Ja, es gibt Alternativen zum BMI. Folgend werden einige davon vorgestellt.

Neuer BMI

Aufgrund der zahlreichen Kritikpunkte der urspünglichen BMI-Formel, wurde diese verbessert:

Körpergewicht (in kg) * 1,3 / Körpergröße (in m) 2,5

Mit dieser neuen Formel werden überdurchschnittlich kleine bzw. große Personen besser berücksichtigt. Weitere körperliche Faktoren (z. B. Körperbau) werden jedoch weiterhin nicht einkalkuliert.

Broca-Index

Der Broca-Index erlaubt eine noch einfachere Berechnung des Normal- und Idealgewichts. Dabei wird von der Körpergröße (in m) einfach ein Meter abgezogen, um das Normalgewicht zu errechnen.

Normalgewicht / Idealgewicht = (Körpergröße (in m) – 100 cm) / (Normalgewicht – 10 %)

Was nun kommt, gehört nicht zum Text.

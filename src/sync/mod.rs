//! Resource synchronization
//!
//! Declarative create-or-update of a set of managed resources against a
//! target API surface, followed by garbage collection of previously-created
//! objects that left the desired set.

pub mod resources;

use std::collections::{BTreeMap, HashSet};

use kube::core::{ApiResource, DynamicObject};
use kube::ResourceExt;
use tracing::{debug, info, warn};

use crate::cluster::{ClusterApi, ResourceId};
use crate::error::{Error, Result};
use crate::metrics;

/// Marker label identifying objects owned by this operator
pub const MANAGED_BY_LABEL: &str = "app.kubernetes.io/managed-by";

/// Marker label identifying the owning primary resource
pub const INSTANCE_LABEL: &str = "app.kubernetes.io/instance";

/// Value of the managed-by marker
pub const OPERATOR_NAME: &str = "agent-provision-operator";

/// Pure transform from the currently-stored object to its converged form
pub type MutateFn = Box<dyn Fn(&DynamicObject) -> DynamicObject + Send + Sync>;

/// A resource whose full lifecycle this operator owns
pub struct ManagedResource {
    pub kind: ApiResource,
    pub desired: DynamicObject,
    pub mutate: MutateFn,
}

impl ManagedResource {
    /// Declare a resource converged by overwriting its mutable fields with
    /// the desired template while keeping system-managed fields untouched.
    ///
    /// The ownership marker labels are stamped onto the template here so
    /// every applied object can later be found by the garbage collector.
    pub fn converging(kind: ApiResource, mut desired: DynamicObject, owner: &ResourceId) -> Self {
        let mut labels = desired.metadata.labels.take().unwrap_or_default();
        labels.extend(owner_labels(owner));
        desired.metadata.labels = Some(labels);

        let template = desired.clone();
        ManagedResource {
            kind,
            desired,
            mutate: Box::new(move |existing| converge(existing, &template)),
        }
    }
}

/// Ownership marker labels for a primary resource
pub fn owner_labels(owner: &ResourceId) -> BTreeMap<String, String> {
    BTreeMap::from([
        (MANAGED_BY_LABEL.to_string(), OPERATOR_NAME.to_string()),
        (
            INSTANCE_LABEL.to_string(),
            format!("{}.{}", owner.name, owner.namespace),
        ),
    ])
}

/// Label selector matching the ownership marker
pub fn owner_selector(owner: &ResourceId) -> String {
    format!(
        "{}={},{}={}.{}",
        MANAGED_BY_LABEL, OPERATOR_NAME, INSTANCE_LABEL, owner.name, owner.namespace
    )
}

/// Overwrite an existing object's mutable fields with the desired template.
///
/// System-managed metadata (resource version, uid, creation timestamp,
/// generation, managed fields) and the status subtree are carried over from
/// the existing object, which makes the transform idempotent: applying it to
/// its own output changes nothing.
pub fn converge(existing: &DynamicObject, desired: &DynamicObject) -> DynamicObject {
    let mut out = desired.clone();
    out.metadata.resource_version = existing.metadata.resource_version.clone();
    out.metadata.uid = existing.metadata.uid.clone();
    out.metadata.creation_timestamp = existing.metadata.creation_timestamp.clone();
    out.metadata.generation = existing.metadata.generation;
    out.metadata.managed_fields = existing.metadata.managed_fields.clone();
    if out.metadata.annotations.is_none() {
        out.metadata.annotations = existing.metadata.annotations.clone();
    }
    if let Some(status) = existing.data.get("status") {
        if !out.data.is_object() {
            out.data = serde_json::json!({});
        }
        out.data["status"] = status.clone();
    }
    out
}

/// Applies managed resources against one target API surface
pub struct Synchronizer<'a> {
    target: &'a dyn ClusterApi,
    owner: &'a ResourceId,
}

impl<'a> Synchronizer<'a> {
    pub fn new(target: &'a dyn ClusterApi, owner: &'a ResourceId) -> Self {
        Synchronizer { target, owner }
    }

    /// Converge every declaration, then garbage-collect stale objects.
    ///
    /// Create/update failures abort the pass; an incomplete cleanup must not
    /// block workload availability, so garbage collection never fails it.
    pub async fn sync(&self, resources: &[ManagedResource]) -> Result<()> {
        for resource in resources {
            self.apply(resource).await?;
        }
        self.garbage_collect(resources).await;
        Ok(())
    }

    async fn apply(&self, resource: &ManagedResource) -> Result<()> {
        let namespace = resource.desired.metadata.namespace.clone();
        let name = resource
            .desired
            .metadata
            .name
            .clone()
            .ok_or_else(|| Error::sync("managed resource declared without a name"))?;

        match self
            .target
            .get(&resource.kind, namespace.as_deref(), &name)
            .await?
        {
            None => {
                info!(kind = %resource.kind.kind, name = %name, "Creating resource");
                self.target
                    .create(&resource.kind, namespace.as_deref(), &resource.desired)
                    .await?;
            }
            Some(existing) => {
                let mutated = (resource.mutate)(&existing);
                if serde_json::to_value(&mutated)? != serde_json::to_value(&existing)? {
                    info!(kind = %resource.kind.kind, name = %name, "Updating resource");
                    self.target
                        .update(&resource.kind, namespace.as_deref(), &mutated)
                        .await?;
                } else {
                    debug!(kind = %resource.kind.kind, name = %name, "Resource already converged");
                }
            }
        }
        Ok(())
    }

    /// Delete marker-labeled objects of the declared kinds that are no longer
    /// in the desired set. List and delete failures are logged and tolerated.
    async fn garbage_collect(&self, resources: &[ManagedResource]) {
        let selector = owner_selector(self.owner);

        let mut groups: Vec<(ApiResource, Option<String>)> = Vec::new();
        for resource in resources {
            let namespace = resource.desired.metadata.namespace.clone();
            if !groups
                .iter()
                .any(|(kind, ns)| kind.kind == resource.kind.kind && *ns == namespace)
            {
                groups.push((resource.kind.clone(), namespace));
            }
        }

        for (kind, namespace) in groups {
            let declared: HashSet<String> = resources
                .iter()
                .filter(|r| r.kind.kind == kind.kind && r.desired.metadata.namespace == namespace)
                .filter_map(|r| r.desired.metadata.name.clone())
                .collect();

            let found = match self
                .target
                .list(&kind, namespace.as_deref(), Some(&selector))
                .await
            {
                Ok(objects) => objects,
                Err(e) => {
                    warn!(
                        kind = %kind.kind,
                        error = %e,
                        "Failed to list owned resources for cleanup, leaving them in place"
                    );
                    continue;
                }
            };

            for obj in found {
                let name = obj.name_any();
                if declared.contains(&name) {
                    continue;
                }
                info!(kind = %kind.kind, name = %name, "Deleting resource no longer in the desired set");
                match self.target.delete(&kind, namespace.as_deref(), &name).await {
                    Ok(()) => {
                        metrics::STALE_RESOURCES_DELETED
                            .with_label_values(&[kind.kind.as_str()])
                            .inc();
                    }
                    Err(e) => {
                        warn!(kind = %kind.kind, name = %name, error = %e, "Failed to delete stale resource");
                    }
                }
            }
        }
    }
}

Ist jemand 1,85 m, liegt das Normalgewicht dieser Person bei 85 kg. Um aber das ideale Gewicht zu erhalten, werden vom Normalgewicht noch zehn Prozent abgezogen. Im eben genannten Beispiel liegt das Normalgewicht bei 85 kg, das Idealgewicht aber bei 76,5 kg.

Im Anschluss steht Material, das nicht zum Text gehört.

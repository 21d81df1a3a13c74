//! Spoke credential resolution

use k8s_openapi::api::core::v1::Secret;

use crate::cluster::{from_dynamic, kinds, ClusterApi};
use crate::error::{Error, Result};

/// Key under which the connection secret carries the spoke kubeconfig
pub const KUBECONFIG_SECRET_KEY: &str = "kubeconfig";

/// Read the spoke kubeconfig blob from its hub secret.
///
/// A missing secret and a missing key are distinct, user-facing errors; any
/// other read failure propagates untouched.
pub async fn resolve_kubeconfig(
    hub: &dyn ClusterApi,
    name: &str,
    namespace: &str,
) -> Result<Vec<u8>> {
    let Some(obj) = hub.get(&kinds::secret(), Some(namespace), name).await? else {
        return Err(Error::SecretNotFound {
            name: name.to_string(),
            namespace: namespace.to_string(),
        });
    };
    let secret: Secret = from_dynamic(&obj)?;
    match secret.data.unwrap_or_default().get(KUBECONFIG_SECRET_KEY) {
        Some(blob) if !blob.0.is_empty() => Ok(blob.0.clone()),
        _ => Err(Error::SecretKeyNotFound {
            secret: name.to_string(),
            key: KUBECONFIG_SECRET_KEY.to_string(),
        }),
    }
}
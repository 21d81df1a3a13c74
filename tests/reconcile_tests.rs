//! Integration tests for the hub/spoke reconciliation engine
//!
//! The real engine and spoke-client cache are driven over in-memory fakes for
//! both the hub and the spoke API surfaces, with a counting factory standing
//! in for spoke client construction.

use std::sync::atomic::{AtomicBool, AtomicUsize, Ordering};
use std::sync::Arc;

use async_trait::async_trait;
use chrono::Utc;
use k8s_openapi::api::apps::v1::Deployment;
use k8s_openapi::api::core::v1::{EnvVar, Secret, VolumeMount};
use k8s_openapi::api::rbac::v1::{ClusterRole, ClusterRoleBinding, Role, RoleBinding};
use k8s_openapi::apiextensions_apiserver::pkg::apis::apiextensions::v1::{
    CustomResourceDefinition, CustomResourceDefinitionNames, CustomResourceDefinitionSpec,
    CustomResourceDefinitionVersion,
};
use k8s_openapi::apimachinery::pkg::apis::meta::v1::Time;
use k8s_openapi::ByteString;
use kube::core::{ApiResource, DynamicObject, ObjectMeta};
use serde_json::json;

use agent_provision_operator::cluster::{
    from_dynamic, kinds, to_dynamic, ClusterApi, FakeCluster, ResourceId,
};
use agent_provision_operator::crd::{
    find_condition, Condition, ConditionStatus, KubeconfigSecretRef, ProvisionerConfig,
    ProvisionerConfigSpec, VolumeRequest, CONDITION_DEPLOYMENTS_HEALTHY,
    CONDITION_RECONCILE_COMPLETED,
};
use agent_provision_operator::reconcilers::provisioner::FINALIZER_NAME;
use agent_provision_operator::reconcilers::ProvisionerReconciler;
use agent_provision_operator::spoke::{resolve_kubeconfig, SpokeClientCache, SpokeClientFactory};
use agent_provision_operator::sync::resources::{
    self, DATA_PVC_NAME, DB_PVC_NAME, MANAGER_ROLE_BINDING_NAME, MANAGER_ROLE_NAME, SERVICE_NAME,
};
use agent_provision_operator::sync::owner_labels;
use agent_provision_operator::{Error, Result};

// ============================================================================
// Test Helpers
// ============================================================================

const TEST_NAME: &str = "test-config";
const TEST_NAMESPACE: &str = "test-namespace";
const TEST_SECRET_NAME: &str = "test-secret";
const TEST_CRD_NAME: &str = "agentclusterinstalls.agent-install.io";

const BASIC_KUBECONFIG: &[u8] = b"apiVersion: v1\nkind: Config\n";

fn test_id() -> ResourceId {
    ResourceId::new(TEST_NAME, TEST_NAMESPACE)
}

fn volume_request() -> VolumeRequest {
    VolumeRequest {
        size: "10Gi".to_string(),
        storage_class_name: None,
        access_modes: vec!["ReadWriteOnce".to_string()],
    }
}

fn new_config() -> ProvisionerConfig {
    ProvisionerConfig {
        metadata: ObjectMeta {
            name: Some(TEST_NAME.to_string()),
            namespace: Some(TEST_NAMESPACE.to_string()),
            ..Default::default()
        },
        spec: ProvisionerConfigSpec {
            kubeconfig_secret_ref: KubeconfigSecretRef {
                name: TEST_SECRET_NAME.to_string(),
            },
            database_storage: volume_request(),
            filesystem_storage: volume_request(),
            image_storage: None,
        },
        status: None,
    }
}
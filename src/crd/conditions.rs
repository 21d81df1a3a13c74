//! Status conditions for the ProvisionerConfig resource

use chrono::{DateTime, Utc};
use schemars::JsonSchema;
use serde::{Deserialize, Serialize};

/// Overall reconcile outcome for the latest pass
pub const CONDITION_RECONCILE_COMPLETED: &str = "ReconcileCompleted";

/// Health of the synchronized hub workload
pub const CONDITION_DEPLOYMENTS_HEALTHY: &str = "DeploymentsHealthy";

/// Reason for a successful reconcile
pub const REASON_RECONCILE_SUCCEEDED: &str = "ReconcileSucceeded";

/// Reason for a failed reconcile
pub const REASON_RECONCILE_FAILED: &str = "ReconcileFailed";

/// Reason when the workload reports all replicas ready
pub const REASON_DEPLOYMENT_HEALTHY: &str = "DeploymentHealthy";

/// Reason when the workload exists but is not fully available
pub const REASON_DEPLOYMENT_UNAVAILABLE: &str = "DeploymentUnavailable";

/// Reason when the workload cannot be read yet
pub const REASON_DEPLOYMENT_NOT_FOUND: &str = "DeploymentNotFound";

/// Status condition
#[derive(Clone, Debug, Deserialize, Serialize, JsonSchema)]
#[serde(rename_all = "camelCase")]
pub struct Condition {
    /// Condition type
    #[serde(rename = "type")]
    pub type_: String,

    /// Status (True, False, Unknown)
    pub status: ConditionStatus,

    /// Last transition time
    pub last_transition_time: DateTime<Utc>,

    /// Machine-readable reason for the condition
    #[serde(skip_serializing_if = "Option::is_none")]
    pub reason: Option<String>,

    /// Human-readable message
    #[serde(skip_serializing_if = "Option::is_none")]
    pub message: Option<String>,
}

/// Tri-state condition status
#[derive(Clone, Copy, Debug, PartialEq, Eq, Deserialize, Serialize, JsonSchema)]
pub enum ConditionStatus {
    True,
    False,
    Unknown,
}

impl Condition {
    /// Build a condition stamped with the current time
    pub fn new(
        type_: &str,
        status: ConditionStatus,
        reason: &str,
        message: impl Into<String>,
    ) -> Self {
        Condition {
            type_: type_.to_string(),
            status,
            last_transition_time: Utc::now(),
            reason: Some(reason.to_string()),
            message: Some(message.into()),
        }
    }
}

/// Insert or replace a condition by type.
///
/// Replacement preserves the condition's position in the list, and the
/// transition time is carried over unless the status actually changed.
pub fn set_condition(conditions: &mut Vec<Condition>, condition: Condition) {
    match conditions.iter_mut().find(|c| c.type_ == condition.type_) {
        Some(existing) => {
            let transition_time = if existing.status == condition.status {
                existing.last_transition_time
            } else {
                condition.last_transition_time
            };
            *existing = Condition {
                last_transition_time: transition_time,
                ..condition
            };
        }
        None => conditions.push(condition),
    }
}

/// Find a condition by type
pub fn find_condition<'a>(conditions: &'a [Condition], type_: &str) -> Option<&'a Condition> {
    conditions.iter().find(|c| c.type_ == type_)
}

#[cfg(test)]
mod tests {
    use super::*;

    #[test]
    fn replacement_preserves_position() {
        let mut conditions = vec![
            Condition::new("A", ConditionStatus::True, "r", "m"),
            Condition::new("B", ConditionStatus::True, "r", "m"),
        ];
        set_condition(
            &mut conditions,
            Condition::new("A", ConditionStatus::False, "r2", "m2"),
        );
        assert_eq!(conditions[0].type_, "A");
        assert_eq!(conditions[0].status, ConditionStatus::False);
        assert_eq!(conditions[1].type_, "B");
    }

    #[test]
    fn transition_time_kept_when_status_unchanged() {
        let first = Condition::new("A", ConditionStatus::True, "r", "m");
        let stamp = first.last_transition_time;
        let mut conditions = vec![first];

        let mut later = Condition::new("A", ConditionStatus::True, "r2", "m2");
        later.last_transition_time = stamp + chrono::Duration::seconds(30);
        set_condition(&mut conditions, later);

        assert_eq!(conditions[0].last_transition_time, stamp);
        assert_eq!(conditions[0].reason.as_deref(), Some("r2"));
    }

    #[test]
    fn transition_time_updated_on_status_change() {
        let first = Condition::new("A", ConditionStatus::True, "r", "m");
        let stamp = first.last_transition_time;
        let mut conditions = vec![first];

        let mut later = Condition::new("A", ConditionStatus::False, "r", "m");
        later.last_transition_time = stamp + chrono::Duration::seconds(30);
        set_condition(&mut conditions, later);

        assert!(conditions[0].last_transition_time > stamp);
    }
}
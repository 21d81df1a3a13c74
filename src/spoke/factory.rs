//! Spoke client construction from a kubeconfig blob

use std::sync::Arc;
use std::time::Duration;

use async_trait::async_trait;
use kube::config::{KubeConfigOptions, Kubeconfig};
use kube::{Client, Config};

use crate::cluster::{ClusterApi, KubeApi};
use crate::error::{Error, Result};

/// Connection timeout for spoke API servers
const CONNECT_TIMEOUT: Duration = Duration::from_secs(5);

/// Read timeout for spoke API servers
const READ_TIMEOUT: Duration = Duration::from_secs(30);

/// Builds a spoke client from a raw kubeconfig.
///
/// A pure function of its input: no retries, no hidden state. Retry policy
/// belongs to the caller.
#[async_trait]
pub trait SpokeClientFactory: Send + Sync {
    async fn create(&self, kubeconfig: &[u8]) -> Result<Arc<dyn ClusterApi>>;
}

/// Live factory parsing the blob into a `kube::Client` configuration
pub struct KubeconfigClientFactory;

#[async_trait]
impl SpokeClientFactory for KubeconfigClientFactory {
    async fn create(&self, kubeconfig: &[u8]) -> Result<Arc<dyn ClusterApi>> {
        let raw = std::str::from_utf8(kubeconfig)
            .map_err(|e| Error::InvalidKubeconfig(format!("not valid UTF-8: {}", e)))?;
        let parsed: Kubeconfig = serde_yaml::from_str(raw)
            .map_err(|e| Error::InvalidKubeconfig(format!("not valid YAML: {}", e)))?;
        let mut config = Config::from_custom_kubeconfig(parsed, &KubeConfigOptions::default())
            .await
            .map_err(|e| Error::InvalidKubeconfig(e.to_string()))?;
        config.connect_timeout = Some(CONNECT_TIMEOUT);
        config.read_timeout = Some(READ_TIMEOUT);
        let client =
            Client::try_from(config).map_err(|e| Error::InvalidKubeconfig(e.to_string()))?;
        Ok(Arc::new(KubeApi::new(client)))
    }
}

Wie beim BMI werden hier auch keine weiteren Faktoren (Fett-, Wasseranteil, Knochengewicht, …) berücksichtigt, sodass diese Formel wie der BMI nicht sonderlich aussagekräftig ist.

Ponderal-Index

Der Ponderal-Index ähnelt sehr der ursprünglichen BMI-Formel:

Körpergewicht(in kg) / Körpergröße (in cm)

Dennoch sagt diese Formel genau so wenig aus wie der BMI oder Broca-Index, da auch hier relevante Faktoren wie der bspw. der Muskelanteil fehlen.

Body-Adiposity-Index (BAI)

Beim Body-Adiposity-Index wird neben der Körpergröße nur der Hüftumfang berücksichtigt, um den prozentuellen Körperfettanteil wiederzugeben. Die Formel lautet:

[Taillenumfang (in cm) / Körpergröße (in cm)] – 18

Ein Kritikpunkt hierbei ist jedoch, dass die Körperfettverteilung nicht richtig wiedergespiegelt wird.

Taille-Hüft-Verhältnis (THV)

Beim Taille-Hüft-Verhältnis wird kein Körpergewicht berücksichtigt, da hierbei nur der Umfang der Taille und Hüfte miteingerechnet werden. Diese Formel ist sehr nützlich, wenn man die Verteilung des Bauchfetts betrachten möchte:

Taillenumfang (in cm) / Hüftumfang (in cm)

Für Frauen ist ein Wert von 0,85 oder größer ideal, für Männer ein Wert von 1 oder größer.

A-Body-Shape-Index (ABSI)

Der ABSI wird errechnet, indem man den BMI, die Körpergröße und den Taillenumfang zur Berechnung heranzieht. Somit kann aufgrund des Taillenumfangs Rückschluss auf das Bauchfett gezogen werden. Im Gegensatz zu den anderen Indizes wird hier der Körperbau in gewissem Maße einkalkuliert. Die Formel lautet wie folgt:

Taillenumfang (in m) / [(BMI^2/3) * (Körpergröße (in m) ^ 1/2)]

Liegt der errechnete Wert über 0,083, ist man einem höheren Gesundheitsrisiko ausgesetzt.

Taille-Größe-Verhältnis (TGV)

Das Taille-Größe-Verhältnis ist mitunter die genaueste Formel, da sie nicht nur die Fettverteilung, sondern auch den Körperbau mitberücksichtigt.

Taillenumfang (in cm) / Körpergröße (in cm)

Je höher der errechnete Wert ist, desto höher ist die Wahrscheinlichkeit, dass man einem Gesundheitsrisiko ausgesetzt ist. Davon kann man ausgehen, dass man bei einem erhöhten Wert unsportlicher ist und mehr Gewicht aufweist.